Hi all,
I would like to add a time limit to the sampling as most of the time these samples are not well-fitted in my case. Although its a a popular request here I didn’t find a suitable solution.
After looking at the source code I am thinking about altering the _create_fit()
function as follows:
...
# poll to get progress for each chain until all chains finished
current_iterations = {}
started_at = time.monotonic()
while not all(operation["done"] for operation in operations):
if time.monotonic() - started_at >= timeout:
raise TimeoutError
...
Is that sufficient or do we need to delete cached models / fits / work done sofar?
I tried the above in a for-loop
and it looks like the fits are getting clogged?

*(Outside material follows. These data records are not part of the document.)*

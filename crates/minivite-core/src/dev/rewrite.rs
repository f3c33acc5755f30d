//! Import rewriting for unbundled dev serving.
//!
//! Classifies each specifier found by the scanner and rewrites:
//! - Bare specifiers (`lodash-es`) → `/@modules/lodash-es`
//! - Relative specifiers inside a served package file (`./chunk.js`) →
//!   `/@modules/<pkg>/<dir>/chunk.js`
//!
//! Root-absolute and remote specifiers are left untouched, and so are
//! relative specifiers in project sources: the browser resolves those against
//! the module URL on its own.

use crate::imports::scan_occurrences;
use minivite_util::path;

/// Classification of an import specifier.
#[derive(Debug, Clone, Copy, PartialEq, Eq)]
pub enum SpecifierKind {
    /// Starts with `/`.
    RootAbsolute,
    /// Starts with `./` or `../`.
    Relative,
    /// `http://` or `https://` URL.
    Remote,
    /// A package name, optionally followed by a sub-path.
    Bare,
}

/// Classify a specifier into exactly one [`SpecifierKind`].
#[must_use]
pub fn classify(spec: &str) -> SpecifierKind {
    if spec.starts_with("http://") || spec.starts_with("https://") {
        SpecifierKind::Remote
    } else if spec.starts_with('/') {
        SpecifierKind::RootAbsolute
    } else if spec.starts_with("./") || spec.starts_with("../") {
        SpecifierKind::Relative
    } else {
        SpecifierKind::Bare
    }
}

/// Where the module being rewritten is served from.
#[derive(Debug, Clone, Copy)]
pub struct RewriteContext<'a> {
    /// Package namespace prefix, e.g. `/@modules/`.
    pub namespace: &'a str,
    /// URL directory of the module when it is a resolved package file.
    pub package_base: Option<&'a str>,
}

impl<'a> RewriteContext<'a> {
    /// Context for a project source file.
    #[must_use]
    pub fn source(namespace: &'a str) -> Self {
        Self {
            namespace,
            package_base: None,
        }
    }

    /// Context for a file re-served under a package URL base.
    #[must_use]
    pub fn package(namespace: &'a str, base: &'a str) -> Self {
        Self {
            namespace,
            package_base: Some(base),
        }
    }
}

/// Rewrite a single specifier.
///
/// Already-canonical specifiers are root-absolute, so rewriting is idempotent.
#[must_use]
pub fn rewrite_specifier(spec: &str, ctx: &RewriteContext<'_>) -> String {
    match classify(spec) {
        SpecifierKind::Relative => match ctx.package_base {
            Some(base) => {
                let joined = path::join(base, spec);
                if joined.starts_with('/') {
                    joined
                } else {
                    format!("/{joined}")
                }
            }
            None => spec.to_string(),
        },
        SpecifierKind::Bare => format!("{}{spec}", ctx.namespace),
        SpecifierKind::RootAbsolute | SpecifierKind::Remote => spec.to_string(),
    }
}

/// Rewrite every import specifier in `code`.
///
/// Only the text between the quotes changes; surrounding syntax is preserved.
#[must_use]
pub fn rewrite_imports(code: &str, ctx: &RewriteContext<'_>) -> String {
    let mut result = String::with_capacity(code.len() + 64);
    let mut cursor = 0;

    for occurrence in scan_occurrences(code) {
        let rewritten = rewrite_specifier(&occurrence.specifier, ctx);
        if rewritten == occurrence.specifier {
            continue;
        }
        result.push_str(&code[cursor..occurrence.span.start]);
        result.push_str(&rewritten);
        cursor = occurrence.span.end;
    }

    result.push_str(&code[cursor..]);
    result
}

/// Canonical graph path for a specifier imported by `importer`.
///
/// Returns `None` for remote specifiers, which never become graph edges.
#[must_use]
pub fn normalize_import(spec: &str, importer: &str, namespace: &str) -> Option<String> {
    match classify(spec) {
        SpecifierKind::Remote => None,
        SpecifierKind::RootAbsolute => Some(spec.to_string()),
        SpecifierKind::Relative => {
            let joined = path::join(path::dirname(importer), spec);
            Some(if joined.starts_with('/') {
                joined
            } else {
                format!("/{joined}")
            })
        }
        SpecifierKind::Bare => Some(format!("{namespace}{spec}")),
    }
}

/// Quote `s` as a JavaScript string literal.
fn js_string(s: &str) -> String {
    serde_json::Value::String(s.to_string()).to_string()
}

/// Wrap JSON text as an ES module with a default export.
#[must_use]
pub fn wrap_json_as_js(json: &str) -> String {
    format!("export default {};\n", json.trim_end())
}

/// Attribute marking style elements injected for a stylesheet path.
pub const STYLE_TAG_ATTR: &str = "data-minivite-href";

/// Wrap a stylesheet as an ES module that injects it into `<head>`.
///
/// The `<style>` element is tagged with `id`; evaluating the module again
/// for the same id reuses the existing element instead of appending another.
#[must_use]
pub fn wrap_css_as_js(css: &str, id: &str) -> String {
    let css = js_string(css);
    let id = js_string(id);
    format!(
        r"const css = {css};
const id = {id};
let style = document.querySelector('style[{STYLE_TAG_ATTR}=' + JSON.stringify(id) + ']');
if (!style) {{
  style = document.createElement('style');
  style.setAttribute('type', 'text/css');
  if (id) style.setAttribute('{STYLE_TAG_ATTR}', id);
  document.head.appendChild(style);
}}
style.textContent = css;
export default css;
"
    )
}

#[cfg(test)]
mod tests {
    use super::*;

    const NS: &str = "/@modules/";

    #[test]
    fn test_classify() {
        assert_eq!(classify("/src/a.js"), SpecifierKind::RootAbsolute);
        assert_eq!(classify("./a.js"), SpecifierKind::Relative);
        assert_eq!(classify("../a.js"), SpecifierKind::Relative);
        assert_eq!(classify("https://esm.sh/react"), SpecifierKind::Remote);
        assert_eq!(classify("http://cdn/x.js"), SpecifierKind::Remote);
        assert_eq!(classify("lodash-es"), SpecifierKind::Bare);
        assert_eq!(classify("@scope/pkg/sub"), SpecifierKind::Bare);
    }

    #[test]
    fn test_rewrite_bare_specifier() {
        let ctx = RewriteContext::source(NS);
        let out = rewrite_imports("import { shuffle } from 'lodash-es';", &ctx);
        assert_eq!(out, "import { shuffle } from '/@modules/lodash-es';");
    }

    #[test]
    fn test_bare_rewrite_is_idempotent() {
        let ctx = RewriteContext::source(NS);
        for spec in ["lodash-es", "@scope/pkg", "vue/dist/vue.esm.js"] {
            let once = rewrite_specifier(spec, &ctx);
            assert!(once.starts_with(NS));
            assert_eq!(rewrite_specifier(&once, &ctx), once);
        }

        let code = "import a from 'a';\nexport * from 'b';\nimport('c');\nimport 'd';";
        let once = rewrite_imports(code, &ctx);
        assert_eq!(rewrite_imports(&once, &ctx), once);
    }

    #[test]
    fn test_relative_left_alone_in_sources() {
        let ctx = RewriteContext::source(NS);
        let code = "import './style.css';\nimport data from '../data.json';";
        assert_eq!(rewrite_imports(code, &ctx), code);
    }

    #[test]
    fn test_relative_joined_against_package_base() {
        let ctx = RewriteContext::package(NS, "/@modules/lodash-es");
        let out = rewrite_imports("export { default as chunk } from './chunk.js';", &ctx);
        assert_eq!(out, "export { default as chunk } from '/@modules/lodash-es/chunk.js';");

        let ctx = RewriteContext::package(NS, "/@modules/@scope/pkg/dist/esm");
        assert_eq!(
            rewrite_specifier("../../shared/util.js", &ctx),
            "/@modules/@scope/pkg/shared/util.js"
        );
    }

    #[test]
    fn test_remote_and_absolute_untouched() {
        let ctx = RewriteContext::package(NS, "/@modules/x");
        let code = "import a from 'https://esm.sh/a';\nimport b from '/src/b.js';";
        assert_eq!(rewrite_imports(code, &ctx), code);
    }

    #[test]
    fn test_rewrite_dynamic_and_side_effect() {
        let ctx = RewriteContext::source(NS);
        let out = rewrite_imports("import \"nprogress/nprogress.css\";\nconst m = import(\"dayjs\");", &ctx);
        assert_eq!(
            out,
            "import \"/@modules/nprogress/nprogress.css\";\nconst m = import(\"/@modules/dayjs\");"
        );
    }

    #[test]
    fn test_normalize_import_relative() {
        assert_eq!(
            normalize_import("../lib/a.js", "/src/pages/home.js", NS).as_deref(),
            Some("/src/lib/a.js")
        );
        assert_eq!(
            normalize_import("./style.css", "/main.js", NS).as_deref(),
            Some("/style.css")
        );
        assert_eq!(
            normalize_import("../../../up.js", "/src/main.js", NS).as_deref(),
            Some("/up.js")
        );
    }

    #[test]
    fn test_normalize_import_other_kinds() {
        assert_eq!(normalize_import("https://cdn/x.js", "/main.js", NS), None);
        assert_eq!(normalize_import("/abs.js", "/main.js", NS).as_deref(), Some("/abs.js"));
        assert_eq!(
            normalize_import("react", "/main.js", NS).as_deref(),
            Some("/@modules/react")
        );
    }

    #[test]
    fn test_wrap_json() {
        assert_eq!(wrap_json_as_js("{\"a\": 1}\n"), "export default {\"a\": 1};\n");
    }

    #[test]
    fn test_wrap_css_guards_duplicates() {
        let js = wrap_css_as_js("body { color: \"red\" }", "/src/style.css");
        assert!(js.contains(r#"const css = "body { color: \"red\" }";"#));
        assert!(js.contains(r#"const id = "/src/style.css";"#));
        assert!(js.contains("document.querySelector('style[data-minivite-href='"));
        assert!(js.contains("if (!style) {"));
        assert_eq!(js.matches("appendChild").count(), 1);
        assert!(js.contains("export default css;"));
    }
}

Each time the sampling stops at 25% and after some time the timeout is triggered.
Any idea what’s causing this?
Full _create_fit()
def _create_fit(self, *, function, num_chains, timeout, **kwargs) -> stan.fit.Fit:
"""Make a request to httpstan's ``create_fit`` endpoint and process results.

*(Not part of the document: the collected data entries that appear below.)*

//! Turn filesystem events into browser notifications.
//!
//! Style and script updates are coalesced per path on one debouncer; reload
//! triggers are coalesced on another. The two never wait on each other.
//! Update batches go to WebSocket clients only. Full reloads go to every
//! WebSocket and SSE client.

use super::classify::{change_kind, classify, is_ignored_path, ChangeKind, Classified};
use super::debounce::{spawn_debouncer, PendingUpdate, ReloadLatch, UpdateBatcher};
use super::payload::{now_ms, HmrPayload, UpdateEntry};
use super::watcher::DirWatcher;
use crate::transport::{SocketHub, SseHub};
use minivite_util::path::{safe_join, to_url_path};
use notify::Event;
use std::path::{Path, PathBuf};
use std::sync::Arc;
use std::time::Duration;
use tokio::sync::mpsc;
use tracing::{debug, info, warn};

/// Entry point for classified changes.
#[derive(Debug, Clone)]
pub struct Notifier {
    root: PathBuf,
    updates: mpsc::UnboundedSender<PendingUpdate>,
    reloads: mpsc::UnboundedSender<()>,
}

impl Notifier {
    /// Start both debouncers and their dispatch tasks.
    ///
    /// `root` must be the canonical directory event paths are reported under.
    #[must_use]
    pub fn spawn(
        root: PathBuf,
        window: Duration,
        sockets: Arc<SocketHub>,
        sse: Arc<SseHub>,
    ) -> Self {
        let (updates, update_rx) = mpsc::unbounded_channel();
        let (batch_tx, mut batch_rx) = mpsc::unbounded_channel::<Vec<PendingUpdate>>();
        spawn_debouncer(window, UpdateBatcher::new(), update_rx, batch_tx);

        let (reloads, reload_rx) = mpsc::unbounded_channel();
        let (flush_tx, mut flush_rx) = mpsc::unbounded_channel::<()>();
        spawn_debouncer(window, ReloadLatch::default(), reload_rx, flush_tx);

        {
            let root = root.clone();
            let sockets = Arc::clone(&sockets);
            let sse = Arc::clone(&sse);
            tokio::spawn(async move {
                while let Some(batch) = batch_rx.recv().await {
                    dispatch_updates(&root, batch, &sockets, &sse).await;
                }
            });
        }

        tokio::spawn(async move {
            while flush_rx.recv().await.is_some() {
                broadcast_full_reload(&sockets, &sse);
            }
        });

        Self {
            root,
            updates,
            reloads,
        }
    }

    /// Queue the right notification for one changed path.
    pub fn notify(&self, path: &Path, kind: ChangeKind) {
        match classify(&self.root, path, kind) {
            Classified::Update(update_kind) => match to_url_path(&self.root, path) {
                Some(url) => {
                    debug!(path = %url, kind = ?update_kind, "Queued update");
                    let update = PendingUpdate {
                        kind: update_kind,
                        path: url,
                        timestamp: now_ms(),
                    };
                    if self.updates.send(update).is_err() {
                        debug!("Update debouncer stopped");
                    }
                }
                None => self.full_reload(),
            },
            Classified::FullReload => {
                debug!(path = %path.display(), ?kind, "Queued full reload");
                self.full_reload();
            }
        }
    }

    /// Queue a full reload.
    pub fn full_reload(&self) {
        if self.reloads.send(()).is_err() {
            debug!("Reload debouncer stopped");
        }
    }

    /// Handle one raw watcher event.
    ///
    /// New directories are added to `watcher` rather than reported. Removed
    /// directories are forgotten so the same path can be watched again once
    /// it is recreated. An event that names more than one path is treated as
    /// ambiguous.
    pub fn handle_event(&self, watcher: &DirWatcher, event: &Event) {
        let Some(kind) = change_kind(&event.kind) else {
            return;
        };

        let paths: Vec<&PathBuf> = event
            .paths
            .iter()
            .filter(|p| !is_ignored_path(&self.root, p))
            .collect();
        if paths.is_empty() {
            return;
        }

        if kind == ChangeKind::DirCreated {
            for dir in paths {
                watcher.watch_tree(dir);
            }
            return;
        }

        let kind = if paths.len() > 1 {
            ChangeKind::Ambiguous
        } else {
            kind
        };

        for path in paths {
            match kind {
                ChangeKind::Changed if path.is_dir() => {
                    watcher.watch_tree(path);
                    continue;
                }
                ChangeKind::Removed | ChangeKind::Ambiguous => {
                    watcher.forget(path);
                    // Recreated before this event was seen.
                    if path.is_dir() {
                        watcher.watch_tree(path);
                    }
                }
                _ => {}
            }
            self.notify(path, kind);
        }
    }
}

Users should not use this function.
Parameters in ``kwargs`` will be passed to the (Python wrapper of)
`function`. Parameter names are identical to those used in CmdStan.
See the CmdStan documentation for parameter descriptions and default
values.
Returns:
Fit: instance of Fit allowing access to draws.
"""
assert "chain" not in kwargs, "`chain` id is set automatically."

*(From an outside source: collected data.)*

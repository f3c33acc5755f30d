use std::path::PathBuf;
use thiserror::Error;

/// Core error type for minivite operations.
#[derive(Error, Debug)]
pub enum Error {
    /// A package manifest or entry point could not be resolved.
    #[error("{0}")]
    Resolution(String),

    #[error("Not found: {0}")]
    NotFound(String),

    /// Malformed WebSocket upgrade request.
    #[error("WebSocket handshake rejected: {0}")]
    Protocol(String),

    #[error("Write to closed connection {0}")]
    TransportWrite(u64),

    #[error("Cannot watch {path}: {message}")]
    Watch { path: PathBuf, message: String },

    #[error("IO error: {0}")]
    Io(#[from] std::io::Error),

    #[error("Failed to read config at {path}: {source}")]
    ConfigRead {
        path: PathBuf,
        #[source]
        source: std::io::Error,
    },

    #[error("Failed to parse config at {path}: {source}")]
    ConfigParse {
        path: PathBuf,
        #[source]
        source: serde_json::Error,
    },

    #[error("{0}")]
    Other(String),
}

impl Error {
    #[must_use]
    pub fn other(msg: impl Into<String>) -> Self {
        Self::Other(msg.into())
    }

    #[must_use]
    pub fn resolution(msg: impl Into<String>) -> Self {
        Self::Resolution(msg.into())
    }

    /// HTTP status for surfacing this error to a requesting client.
    #[must_use]
    pub fn status_code(&self) -> u16 {
        match self {
            Self::NotFound(_) => 404,
            Self::Io(e) if e.kind() == std::io::ErrorKind::NotFound => 404,
            Self::Protocol(_) => 400,
            _ => 500,
        }
    }
}

pub type Result<T, E = Error> = std::result::Result<T, E>;
//! Import specifier scanner.
//!
//! Recognizes four forms with regular expressions:
//!
//! - `import ... from '<spec>'`
//! - `import '<spec>'`
//! - `export ... from '<spec>'`
//! - `import('<spec>')`
//!
//! This is a lexical approximation. Import-like text inside strings, comments
//! or template literals is reported like real code, and a `from` clause is only
//! found when no quote or semicolon sits between the keyword and `from`.

use regex_lite::Regex;
use std::collections::HashSet;
use std::ops::Range;
use std::sync::OnceLock;

/// Syntactic form an import specifier was found in.
#[derive(Debug, Clone, Copy, PartialEq, Eq)]
pub enum ImportKind {
    /// `import x from '<spec>'`
    Static,
    /// `import '<spec>'`
    SideEffect,
    /// `export ... from '<spec>'`
    ReExport,
    /// `import('<spec>')`
    Dynamic,
}

/// One occurrence of a specifier in source text.
#[derive(Debug, Clone, PartialEq, Eq)]
pub struct ImportSpec {
    /// Specifier exactly as written, without quotes.
    pub specifier: String,
    /// Form it appeared in.
    pub kind: ImportKind,
    /// Byte range of the specifier text (inside the quotes).
    pub span: Range<usize>,
}

const FROM_PATTERN: &str = r#"\b(import|export)\s+[^'";]*?\bfrom\s*(?:'([^']+)'|"([^"]+)")"#;
const SIDE_EFFECT_PATTERN: &str = r#"\bimport\s*(?:'([^']+)'|"([^"]+)")"#;
const DYNAMIC_PATTERN: &str = r#"\bimport\s*\(\s*(?:'([^']+)'|"([^"]+)")\s*\)"#;

struct Patterns {
    from: Regex,
    side_effect: Regex,
    dynamic: Regex,
}

fn patterns() -> Option<&'static Patterns> {
    static PATTERNS: OnceLock<Option<Patterns>> = OnceLock::new();
    PATTERNS
        .get_or_init(|| {
            Some(Patterns {
                from: Regex::new(FROM_PATTERN).ok()?,
                side_effect: Regex::new(SIDE_EFFECT_PATTERN).ok()?,
                dynamic: Regex::new(DYNAMIC_PATTERN).ok()?,
            })
        })
        .as_ref()
}

/// Scan source code for every specifier occurrence, ordered by position.
///
/// Duplicates are kept so callers can rewrite each occurrence in place.
#[must_use]
pub fn scan_occurrences(source: &str) -> Vec<ImportSpec> {
    let Some(p) = patterns() else {
        return Vec::new();
    };

    let mut found = Vec::new();

    for caps in p.from.captures_iter(source) {
        let kind = match caps.get(1).map(|m| m.as_str()) {
            Some("export") => ImportKind::ReExport,
            _ => ImportKind::Static,
        };
        if let Some(m) = caps.get(2).or_else(|| caps.get(3)) {
            found.push(ImportSpec {
                specifier: m.as_str().to_string(),
                kind,
                span: m.range(),
            });
        }
    }

    for (re, kind) in [
        (&p.side_effect, ImportKind::SideEffect),
        (&p.dynamic, ImportKind::Dynamic),
    ] {
        for caps in re.captures_iter(source) {
            if let Some(m) = caps.get(1).or_else(|| caps.get(2)) {
                found.push(ImportSpec {
                    specifier: m.as_str().to_string(),
                    kind,
                    span: m.range(),
                });
            }
        }
    }

    found.sort_by_key(|spec| spec.span.start);

    // Drop occurrences nested in an earlier match.
    let mut out: Vec<ImportSpec> = Vec::with_capacity(found.len());
    for spec in found {
        if out.last().is_some_and(|prev| spec.span.start < prev.span.end) {
            continue;
        }
        out.push(spec);
    }
    out
}

/// Scan source code for distinct import specifiers.
///
/// Returns specifiers in first-appearance order, deduplicated.
#[must_use]
pub fn scan_imports(source: &str) -> Vec<String> {
    let mut seen = HashSet::new();
    scan_occurrences(source)
        .into_iter()
        .filter(|spec| seen.insert(spec.specifier.clone()))
        .map(|spec| spec.specifier)
        .collect()
}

assert "data" not in kwargs, "`data` is set in `build`."
assert "random_seed" not in kwargs, "`random_seed` is set in `build`."
# copy kwargs and verify everything is JSON-encodable
kwargs = json.loads(DataJSONEncoder().encode(kwargs))
# FIXME: special handling here for `init`, consistent with PyStan 2 but needs docs
init: List[Data] = kwargs.pop("init", [dict() for _ in range(num_chains)])
if len(init) != num_chains:
raise ValueError("Initial values must be provided for each chain.")
payloads = []
for chain in range(1, num_chains + 1):
payload = kwargs.copy()
payload["function"] = function
payload["chain"] = chain # type: ignore
payload["data"] = self.data # type: ignore
payload["init"] = init.pop(0)
if self.random_seed is not None:
payload["random_seed"] = self.random_seed # type: ignore
# fit needs to know num_samples, num_warmup, num_thin, save_warmup
# progress reporting needs to know some of these
num_warmup = payload.get("num_warmup", arguments.lookup_default(arguments.Method["SAMPLE"], "num_warmup"))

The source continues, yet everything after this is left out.